§ **Recorded data**:

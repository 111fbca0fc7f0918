//! Shop items and the hunter's kit

use bitflags::bitflags;
use serde::{Deserialize, Serialize};
use strum::{Display, EnumIter, EnumString, IntoEnumIterator};

/// Every item a shop can sell
#[derive(
    Debug,
    Clone,
    Copy,
    PartialEq,
    Eq,
    Hash,
    PartialOrd,
    Ord,
    Serialize,
    Deserialize,
    Display,
    EnumIter,
    EnumString,
)]
#[strum(serialize_all = "lowercase", ascii_case_insensitive)]
pub enum Item {
    Water,
    Rope,
    Machete,
    Boots,
    Horse,
    Boat,
    Shovel,
    /// Only stocked in samurai mode, and free
    Sword,
}

impl Item {
    /// Base price before any markdown
    pub const fn base_cost(self) -> i32 {
        match self {
            Item::Water => 2,
            Item::Rope => 4,
            Item::Machete => 6,
            Item::Boots => 8,
            Item::Horse => 12,
            Item::Boat => 20,
            Item::Shovel => 8,
            Item::Sword => 0,
        }
    }

    /// Hidden from ordinary shops
    pub const fn is_secret(self) -> bool {
        matches!(self, Item::Sword)
    }

    /// Parse an item name typed by the player, ignoring case and padding
    pub fn parse(name: &str) -> Option<Self> {
        name.trim().parse().ok()
    }

    /// Name with a leading capital, as shown on the shop's price list
    pub fn title(self) -> String {
        let name = self.to_string();
        let mut chars = name.chars();
        match chars.next() {
            Some(first) => first.to_ascii_uppercase().to_string() + chars.as_str(),
            None => name,
        }
    }

    /// The kit bit for this item
    pub const fn kit_flag(self) -> Kit {
        match self {
            Item::Water => Kit::WATER,
            Item::Rope => Kit::ROPE,
            Item::Machete => Kit::MACHETE,
            Item::Boots => Kit::BOOTS,
            Item::Horse => Kit::HORSE,
            Item::Boat => Kit::BOAT,
            Item::Shovel => Kit::SHOVEL,
            Item::Sword => Kit::SWORD,
        }
    }
}

bitflags! {
    /// Items the hunter currently owns, at most one of each
    #[derive(Debug, Clone, Copy, Default, PartialEq, Eq, Hash)]
    pub struct Kit: u8 {
        const WATER = 0x01;
        const ROPE = 0x02;
        const MACHETE = 0x04;
        const BOOTS = 0x08;
        const HORSE = 0x10;
        const BOAT = 0x20;
        const SHOVEL = 0x40;
        const SWORD = 0x80;
    }
}

// Manual serde impl for Kit
impl Serialize for Kit {
    fn serialize<S>(&self, serializer: S) -> Result<S::Ok, S::Error>
    where
        S: serde::Serializer,
    {
        self.bits().serialize(serializer)
    }
}

impl<'de> Deserialize<'de> for Kit {
    fn deserialize<D>(deserializer: D) -> Result<Self, D::Error>
    where
        D: serde::Deserializer<'de>,
    {
        let bits = u8::deserialize(deserializer)?;
        Ok(Kit::from_bits_truncate(bits))
    }
}

impl Kit {
    /// Everything an ordinary shop sells
    pub fn standard() -> Self {
        Item::iter()
            .filter(|item| !item.is_secret())
            .fold(Kit::empty(), |kit, item| kit | item.kit_flag())
    }

    pub fn has_item(&self, item: Item) -> bool {
        self.contains(item.kit_flag())
    }

    /// Add an item; returns false if it was already owned
    pub fn add_item(&mut self, item: Item) -> bool {
        if self.has_item(item) {
            return false;
        }
        self.insert(item.kit_flag());
        true
    }

    /// Remove an item; returns false if it was not owned
    pub fn take_item(&mut self, item: Item) -> bool {
        if !self.has_item(item) {
            return false;
        }
        self.remove(item.kit_flag());
        true
    }

    /// Owned items in shop order
    pub fn items(&self) -> impl Iterator<Item = Item> + use<> {
        let kit = *self;
        Item::iter().filter(move |item| kit.has_item(*item))
    }

    /// Human readable listing, e.g. "water, rope"
    pub fn describe(&self) -> String {
        if self.is_empty() {
            return "nothing".to_string();
        }
        self.items()
            .map(|item| item.to_string())
            .collect::<Vec<_>>()
            .join(", ")
    }
}

#[cfg(test)]
mod tests {
    use super::*;

    #[test]
    fn test_item_parse_case_insensitive() {
        assert_eq!(Item::parse("water"), Some(Item::Water));
        assert_eq!(Item::parse("MaChEtE"), Some(Item::Machete));
        assert_eq!(Item::parse("  boots\n"), Some(Item::Boots));
        assert_eq!(Item::parse("sword"), Some(Item::Sword));
        assert_eq!(Item::parse("lasso"), None);
        assert_eq!(Item::parse(""), None);
    }

    #[test]
    fn test_item_display_and_title() {
        assert_eq!(Item::Horse.to_string(), "horse");
        assert_eq!(Item::Horse.title(), "Horse");
    }

    #[test]
    fn test_price_table() {
        assert_eq!(Item::Water.base_cost(), 2);
        assert_eq!(Item::Rope.base_cost(), 4);
        assert_eq!(Item::Machete.base_cost(), 6);
        assert_eq!(Item::Boots.base_cost(), 8);
        assert_eq!(Item::Horse.base_cost(), 12);
        assert_eq!(Item::Boat.base_cost(), 20);
        assert_eq!(Item::Shovel.base_cost(), 8);
        assert_eq!(Item::Sword.base_cost(), 0);
    }

    #[test]
    fn test_only_sword_is_secret() {
        let secret: Vec<_> = Item::iter().filter(|i| i.is_secret()).collect();
        assert_eq!(secret, vec![Item::Sword]);
    }

    #[test]
    fn test_kit_flags_are_distinct() {
        let all = Item::iter().fold(Kit::empty(), |kit, item| {
            assert!(!kit.intersects(item.kit_flag()));
            kit | item.kit_flag()
        });
        assert_eq!(all, Kit::all());
    }

    #[test]
    fn test_kit_add_take() {
        let mut kit = Kit::default();
        assert!(kit.add_item(Item::Rope));
        assert!(!kit.add_item(Item::Rope));
        assert!(kit.has_item(Item::Rope));

        assert!(kit.take_item(Item::Rope));
        assert!(!kit.take_item(Item::Rope));
        assert!(kit.is_empty());
    }

    #[test]
    fn test_kit_describe() {
        let mut kit = Kit::default();
        assert_eq!(kit.describe(), "nothing");
        kit.add_item(Item::Shovel);
        kit.add_item(Item::Water);
        assert_eq!(kit.describe(), "water, shovel");
    }

    #[test]
    fn test_standard_kit() {
        let kit = Kit::standard();
        assert_eq!(kit.items().count(), 7);
        assert!(!kit.has_item(Item::Sword));
    }
}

§ **Your objective**: Which lines of the data contain the word "hunter"? Copy each one.

§ **Written response**:
//! Shop items and the hunter's kit
    /// Items the hunter currently owns, at most one of each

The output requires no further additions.